La longueur de l’archet, sa précision, sa puissance comme sa fragilité inflexible, ses fulgurances chantent l’émerveillement de l’existence ou déchaîne une exubérance proche de la fureur sur le rythme des cuivres sans cesser d’être bouleversants. Comme si l’ombre de la mort se profilait sur les joies et les promesses d’une adolescence heureuse. Entre la soliste et l’Orchestre de Paris sous la direction de Daniel Harding, l’expressivité fusionnelle exalte la profondeur de ce lyrisme d’autant plus admirable qu’il émane d’une écriture dont on oublie les difficultés dodécaphoniques.
Catastrophe de la mort. Immédiatement tragique, jailli de l’orchestre où il se fondait, le violon soliste affronte la fatalité du second mouvement. Quelle souffrance et quelle dignité dans les cordes déchirées, les attaques charnellement brutales ! Entourée des cors, d’une présence poignante en ses reprises dramatiques avec les vents et la percussion, Isabelle Faust monte un chemin de croix fascinant. Apothéose d’un tutti orchestral dont les contrebasses placées derrière l’orchestre face au chef et à nous soulignent la tragédie endurée par ce violon qui jamais ne se perd, sublime.
Et retrouve la paix après l’agonie et l’adieu, chœur des bois et soliste unis dans la transposition du choral de Bach Es ist genug et son espérance victorieuse de la mort. Nous laissant dans la pureté du son effilé, l’aigu tenu comme pour l’éternité. Sur la vie et la fin de cette jeune fille, quel plus bel enchaînement que l’élan vital de la Quatrième Symphonie de Mahler ? De l’enfance au Paradis, la plus courte et la plus légère des symphonies du compositeur déroule un parcours dont Harding fouille la simplicité revendiquée pour mieux la souligner de ses antagonismes.
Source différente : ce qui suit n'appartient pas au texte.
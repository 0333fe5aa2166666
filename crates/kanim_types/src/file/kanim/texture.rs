//! Splitting a texture atlas back into per-frame sprites.

use image::RgbaImage;

use crate::file::KanimError;
use crate::model::{BuildTable, Sprite};

/// Crops one sprite per build table row out of `atlas`.
///
/// Sprites are named `"{symbol}_{index}"`. Row `y` values use a bottom-left origin,
/// so the crop's top row is `atlas_height - y`.
///
/// # Errors
///
/// Returns [`KanimError::CropOutOfBounds`] if a row's rectangle does not fit the atlas.
pub fn export_textures(atlas: &RgbaImage, table: &BuildTable) -> Result<Vec<Sprite>, KanimError> {
	let (atlas_width, atlas_height) = atlas.dimensions();
	let mut sprites = Vec::with_capacity(table.len());

	for row in table.rows() {
		let x = row.x.round() as i64;
		let y = row.top(atlas_height).round() as i64;
		let width = row.width.round().max(0.0) as u32;
		let height = row.height.round().max(0.0) as u32;
		let name = row.sprite_name();
		log::debug!("crop {name}: ({x}, {y}) {width}x{height} of {atlas_width}x{atlas_height}");

		let fits = x >= 0
			&& y >= 0
			&& x + i64::from(width) <= i64::from(atlas_width)
			&& y + i64::from(height) <= i64::from(atlas_height);
		if !fits {
			return Err(KanimError::CropOutOfBounds {
				name,
				x,
				y,
				width,
				height,
				atlas_width,
				atlas_height,
			});
		}

		let image = image::imageops::crop_imm(atlas, x as u32, y as u32, width, height).to_image();
		sprites.push(Sprite::new(name, image));
	}

	Ok(sprites)
}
Le climat alpestre et souriant du premier mouvement se pare de couleurs subtilement nuancées par des pupitres que leur disposition personnalise. À commencer par ces contrebasses dont les sonorités profondes prennent toute leur importance, tel un fond, un miroir aussi parfois aux jeux des bois juste derrière les violoncelles, flûtes heureuses sur leur gravité. Mais ce climat se complait peu de temps dans sa fraîcheur. La stridence d’un appel de trompettes rompt la quiétude. L’énergie incisive se juxtapose à l’insouciance. Aux contradictions fusionnelles de tranquillité et d’aspérités, Daniel Harding et ses musiciens prêtent une ambigüité passionnante, le doute savamment voilé de moquerie.
Violon solo, Roland Daugareil impose la macabre ironie d’une danse incertaine. Climat étrange, moqueur ou sinistre on ne sait, mais prenant d’un deuxième mouvement Modéré, sans hâte, avant l’Adagio où l’orchestre semble chanter de toute son âme. Engagement absolu, percussion troublante, élévation et profondeur des cordes, sérénité visionnaire toutes voix confondues, retour à la légèreté, vivacité, allégresse et paradoxe de reprises rageuses – et l’annonce impressionnante d’un destin en suspens.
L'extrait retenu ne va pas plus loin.